------ DATA EXTRACT

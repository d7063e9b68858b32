//! Output writers for a finished search.
//!
//! - [`spreadsheet`]: one header row plus one row per article, overwriting any previous export
//! - [`images`]: one image file per article, named after its spreadsheet row
//!
//! # Output Structure
//!
//! ```text
//! output_dir/
//! ├── news_data.xlsx
//! └── images/
//!     ├── 2.png
//!     ├── 3.jpg
//!     └── ...
//! ```

use std::path::{Path, PathBuf};

pub mod images;
pub mod spreadsheet;

pub const SPREADSHEET_FILE: &str = "news_data.xlsx";
pub const IMAGES_DIR: &str = "images";

/// Where a run writes its results.
#[derive(Debug, Clone, PartialEq, Eq)]
pub struct OutputPaths {
    pub spreadsheet: PathBuf,
    pub images_dir: PathBuf,
}

impl OutputPaths {
    /// The standard layout below `output_dir`.
    pub fn under(output_dir: &Path) -> Self {
        Self {
            spreadsheet: output_dir.join(SPREADSHEET_FILE),
            images_dir: output_dir.join(IMAGES_DIR),
        }
    }
}
mod dashboard;
mod home;
mod landing;

pub use dashboard::Dashboard;
pub use home::Home;
pub use landing::LandingPage;
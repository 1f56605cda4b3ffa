//! The four decorative glyphs of the feature grid.
//!
//! Path data follows the Lucide icon set (24x24 viewbox, stroke based).

#[derive(Debug, Clone, Copy, PartialEq, Eq, Hash)]
pub enum Icon {
    Brain,
    TrendingUp,
    Shield,
    Users,
}

impl Icon {
    /// Stable identifier, exposed in markup as `data-icon`.
    pub fn id(self) -> &'static str {
        match self {
            Icon::Brain => "brain",
            Icon::TrendingUp => "trending-up",
            Icon::Shield => "shield",
            Icon::Users => "users",
        }
    }

    /// SVG `d` attributes drawn with `stroke="currentColor"`.
    pub fn paths(self) -> &'static [&'static str] {
        match self {
            Icon::Brain => &[
                "M12 5a3 3 0 1 0-5.997.125 4 4 0 0 0-2.526 5.77 4 4 0 0 0 .556 6.588A4 4 0 1 0 12 18Z",
                "M12 5a3 3 0 1 1 5.997.125 4 4 0 0 1 2.526 5.77 4 4 0 0 1-.556 6.588A4 4 0 1 1 12 18Z",
                "M15 13a4.5 4.5 0 0 1-3-4 4.5 4.5 0 0 1-3 4",
                "M12 5v13",
            ],
            Icon::TrendingUp => &["M22 7 13.5 15.5 8.5 10.5 2 17", "M16 7h6v6"],
            Icon::Shield => &[
                "M20 13c0 5-3.5 7.5-7.66 8.95a1 1 0 0 1-.67-.01C7.5 20.5 4 18 4 13V6a1 1 0 0 1 1-1c2 0 4.5-1.2 6.24-2.72a1.17 1.17 0 0 1 1.52 0C14.51 3.81 17 5 19 5a1 1 0 0 1 1 1z",
            ],
            Icon::Users => &[
                "M16 21v-2a4 4 0 0 0-4-4H6a4 4 0 0 0-4 4v2",
                "M13 7a4 4 0 1 1-8 0a4 4 0 1 1 8 0",
                "M22 21v-2a4 4 0 0 0-3-3.87",
                "M16 3.13a4 4 0 0 1 0 7.75",
            ],
        }
    }
}

impl std::fmt::Display for Icon {
    fn fmt(&self, f: &mut std::fmt::Formatter<'_>) -> std::fmt::Result {
        f.write_str(self.id())
    }
}

#[cfg(test)]
mod tests {
    use super::*;

    const ALL: [Icon; 4] = [Icon::Brain, Icon::TrendingUp, Icon::Shield, Icon::Users];

    #[test]
    fn ids_are_distinct_kebab_case() {
        let mut ids: Vec<_> = ALL.iter().map(|i| i.id()).collect();
        ids.sort();
        ids.dedup();
        assert_eq!(ids.len(), ALL.len());
        for id in ids {
            assert!(id.chars().all(|c| c.is_ascii_lowercase() || c == '-'), "{id}");
        }
    }

    #[test]
    fn every_icon_has_path_data() {
        for icon in ALL {
            assert!(!icon.paths().is_empty(), "{icon} has no paths");
            assert!(icon.paths().iter().all(|d| d.starts_with('M')));
        }
    }
}
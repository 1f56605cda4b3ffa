//! Internationalization (i18n) support for `spendwise-ui`.
//!
//! This module wires together:
//! - `i18n-embed` (language negotiation + asset loading)
//! - `rust-embed` (compile-time embedding of `.ftl` files)
//! - `i18n-embed-fl` (`fl!` macro for compile-time checked lookups)
//!
//! Folder layout (relative to this crate root):
//! ```text
//! i18n.toml
//! i18n/
//!   en/spendwise_ui.ftl   (fallback/reference)
//!   es/spendwise_ui.ftl
//!   fr/spendwise_ui.ftl
//! ```
//!
//! Every embedded locale is resolved once into a typed [`TranslationBundle`]
//! and kept in an immutable [`TranslationTable`]. Views never format Fluent
//! messages themselves; they read fields off a bundle.
//!
//! To add a new locale:
//! 1. Copy `en/spendwise_ui.ftl` to `i18n/<code>/spendwise_ui.ftl`.
//! 2. Translate each message value (keep IDs identical).
//! 3. Run tests to ensure completeness.
use std::collections::BTreeMap;

use i18n_embed::fluent::FluentLanguageLoader;
use once_cell::sync::Lazy;
use rust_embed::Embed;
use unic_langid::LanguageIdentifier;

use crate::core::bundle::{
    DashboardText, FeatureText, FeaturesText, HeroText, NavText, TranslationBundle,
};

pub use i18n_embed_fl::fl;

/// Fluent "domain": the normalized crate name `fl!` derives, which is also
/// the FTL filename inside every locale folder.
const DOMAIN: &str = "spendwise_ui";

/// Code of the bundle used when a requested code is not in the table.
pub const DEFAULT_LANGUAGE: &str = "en";

/// Embed all locale folders under `i18n/`.
#[derive(Embed)]
#[folder = "i18n"]
struct Localizations;

#[derive(Debug, thiserror::Error)]
pub enum TranslationError {
    #[error("unsupported language `{0}`")]
    UnsupportedLanguage(String),
    #[error("locale folder `{0}` is not a valid language identifier")]
    InvalidLanguageTag(String),
    #[error("no bundle for fallback language `{0}`")]
    MissingFallback(String),
    #[error(transparent)]
    Load(#[from] i18n_embed::I18nEmbedError),
}

/// Global table built from the embedded locales on first access.
pub static TRANSLATIONS: Lazy<TranslationTable> = Lazy::new(|| {
    TranslationTable::load().unwrap_or_else(|err| {
        tracing::error!(%err, "embedded translations failed to load");
        panic!("embedded translations are invalid: {err}")
    })
});

/// Shorthand for the global table.
pub fn translations() -> &'static TranslationTable {
    &TRANSLATIONS
}

/// Immutable mapping from language code to bundle.
#[derive(Debug, Clone)]
pub struct TranslationTable {
    bundles: BTreeMap<String, TranslationBundle>,
    fallback_code: String,
    fallback: TranslationBundle,
}

impl TranslationTable {
    /// Build a table from already resolved bundles. `fallback_code` must be
    /// one of the keys.
    pub fn new(
        bundles: BTreeMap<String, TranslationBundle>,
        fallback_code: &str,
    ) -> Result<Self, TranslationError> {
        let fallback = bundles
            .get(fallback_code)
            .cloned()
            .ok_or_else(|| TranslationError::MissingFallback(fallback_code.to_owned()))?;
        Ok(Self {
            bundles,
            fallback_code: fallback_code.to_owned(),
            fallback,
        })
    }

    /// Resolve every embedded locale.
    pub fn load() -> Result<Self, TranslationError> {
        let fallback_id = parse_code(DEFAULT_LANGUAGE)?;
        let mut bundles = BTreeMap::new();

        for code in available_languages() {
            let lang = parse_code(&code)?;
            let loader = FluentLanguageLoader::new(DOMAIN, fallback_id.clone());
            i18n_embed::select(&loader, &Localizations, &[lang])?;
            bundles.insert(code, bundle_from_loader(&loader));
        }

        tracing::debug!(languages = bundles.len(), "translation table loaded");
        Self::new(bundles, DEFAULT_LANGUAGE)
    }

    /// Exact-match lookup. No normalization is applied to `code`.
    pub fn lookup(&self, code: &str) -> Option<&TranslationBundle> {
        self.bundles.get(code)
    }

    /// Lookup that fails fast on an unknown code.
    pub fn require(&self, code: &str) -> Result<&TranslationBundle, TranslationError> {
        self.lookup(code)
            .ok_or_else(|| TranslationError::UnsupportedLanguage(code.to_owned()))
    }

    /// Lookup that substitutes the fallback bundle, whole, for an unknown code.
    pub fn resolve(&self, code: &str) -> &TranslationBundle {
        match self.lookup(code) {
            Some(bundle) => bundle,
            None => {
                tracing::warn!(
                    requested = code,
                    fallback = %self.fallback_code,
                    "unsupported language, rendering fallback bundle"
                );
                &self.fallback
            }
        }
    }

    pub fn fallback_code(&self) -> &str {
        &self.fallback_code
    }

    /// Supported codes, sorted.
    pub fn codes(&self) -> impl Iterator<Item = &str> {
        self.bundles.keys().map(String::as_str)
    }

    pub fn contains(&self, code: &str) -> bool {
        self.bundles.contains_key(code)
    }
}

fn parse_code(code: &str) -> Result<LanguageIdentifier, TranslationError> {
    code.parse()
        .map_err(|_| TranslationError::InvalidLanguageTag(code.to_owned()))
}

fn bundle_from_loader(loader: &FluentLanguageLoader) -> TranslationBundle {
    TranslationBundle {
        hero: HeroText {
            title: fl!(loader, "hero-title"),
            subtitle: fl!(loader, "hero-subtitle"),
            description: fl!(loader, "hero-description"),
            cta: fl!(loader, "hero-cta"),
        },
        features: FeaturesText {
            title: fl!(loader, "features-title"),
            subtitle: fl!(loader, "features-subtitle"),
            ai_powered: FeatureText {
                title: fl!(loader, "feature-ai-powered"),
                description: fl!(loader, "feature-ai-powered-description"),
            },
            real_time: FeatureText {
                title: fl!(loader, "feature-real-time"),
                description: fl!(loader, "feature-real-time-description"),
            },
            privacy: FeatureText {
                title: fl!(loader, "feature-privacy"),
                description: fl!(loader, "feature-privacy-description"),
            },
            user_friendly: FeatureText {
                title: fl!(loader, "feature-user-friendly"),
                description: fl!(loader, "feature-user-friendly-description"),
            },
        },
        nav: NavText {
            brand_tagline: fl!(loader, "brand-tagline"),
            language_label: fl!(loader, "nav-language-label"),
        },
        dashboard: DashboardText {
            title: fl!(loader, "dashboard-title"),
            body: fl!(loader, "dashboard-body"),
        },
    }
}

/// List available (embedded) language codes.
pub fn available_languages() -> Vec<String> {
    let mut langs = Localizations::iter()
        .filter_map(|path| path.split('/').next().map(|s| s.to_string()))
        .collect::<Vec<_>>();
    langs.sort();
    langs.dedup();
    langs
}

/// First OS/browser preferred language whose primary subtag is in the
/// table, or [`DEFAULT_LANGUAGE`].
pub fn preferred_language() -> String {
    let table = translations();
    requested_languages()
        .iter()
        .map(|lang| lang.language.as_str().to_owned())
        .find(|code| table.contains(code))
        .unwrap_or_else(|| DEFAULT_LANGUAGE.to_owned())
}

#[cfg(target_arch = "wasm32")]
fn requested_languages() -> Vec<LanguageIdentifier> {
    i18n_embed::WebLanguageRequester::requested_languages()
}

#[cfg(not(target_arch = "wasm32"))]
fn requested_languages() -> Vec<LanguageIdentifier> {
    i18n_embed::DesktopLanguageRequester::requested_languages()
}
//! Fixed ordering of the feature grid.

use super::bundle::{FeatureText, FeaturesText};
use super::icon::Icon;

#[derive(Debug, Clone, Copy, PartialEq, Eq, Hash)]
pub enum FeatureKind {
    AiPowered,
    RealTime,
    Privacy,
    UserFriendly,
}

impl FeatureKind {
    /// Display order of the grid. Independent of bundle content.
    pub const ORDER: [FeatureKind; 4] = [
        FeatureKind::AiPowered,
        FeatureKind::RealTime,
        FeatureKind::Privacy,
        FeatureKind::UserFriendly,
    ];

    pub fn icon(self) -> Icon {
        match self {
            FeatureKind::AiPowered => Icon::Brain,
            FeatureKind::RealTime => Icon::TrendingUp,
            FeatureKind::Privacy => Icon::Shield,
            FeatureKind::UserFriendly => Icon::Users,
        }
    }

    /// The bundle pair that supplies this feature's title and description.
    pub fn text(self, features: &FeaturesText) -> &FeatureText {
        match self {
            FeatureKind::AiPowered => &features.ai_powered,
            FeatureKind::RealTime => &features.real_time,
            FeatureKind::Privacy => &features.privacy,
            FeatureKind::UserFriendly => &features.user_friendly,
        }
    }
}

/// One cell of the feature grid, rebuilt on every render.
#[derive(Debug, Clone, PartialEq, Eq)]
pub struct FeatureItem {
    pub icon: Icon,
    pub title: String,
    pub description: String,
}

impl FeatureItem {
    pub fn new(kind: FeatureKind, features: &FeaturesText) -> Self {
        let text = kind.text(features);
        Self {
            icon: kind.icon(),
            title: text.title.clone(),
            description: text.description.clone(),
        }
    }
}

/// All four items, in [`FeatureKind::ORDER`].
pub fn feature_items(features: &FeaturesText) -> [FeatureItem; 4] {
    FeatureKind::ORDER.map(|kind| FeatureItem::new(kind, features))
}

------------

* _TASK TO COMPLETE_:
Needed here are the exact lines from the start of the material through the line that contains "pub mod spreadsheet;", and no others.

* _TASK RESULT_:
repository d7063e9b68858b32
//! Output writers for a finished search.
//!
//! - [`spreadsheet`]: one header row plus one row per article, overwriting any previous export
//! - [`images`]: one image file per article, named after its spreadsheet row
//!
//! # Output Structure
//!
//! ```text
//! output_dir/
//! ├── news_data.xlsx
//! └── images/
//!     ├── 2.png
//!     ├── 3.jpg
//!     └── ...
//! ```

use std::path::{Path, PathBuf};

pub mod images;
pub mod spreadsheet;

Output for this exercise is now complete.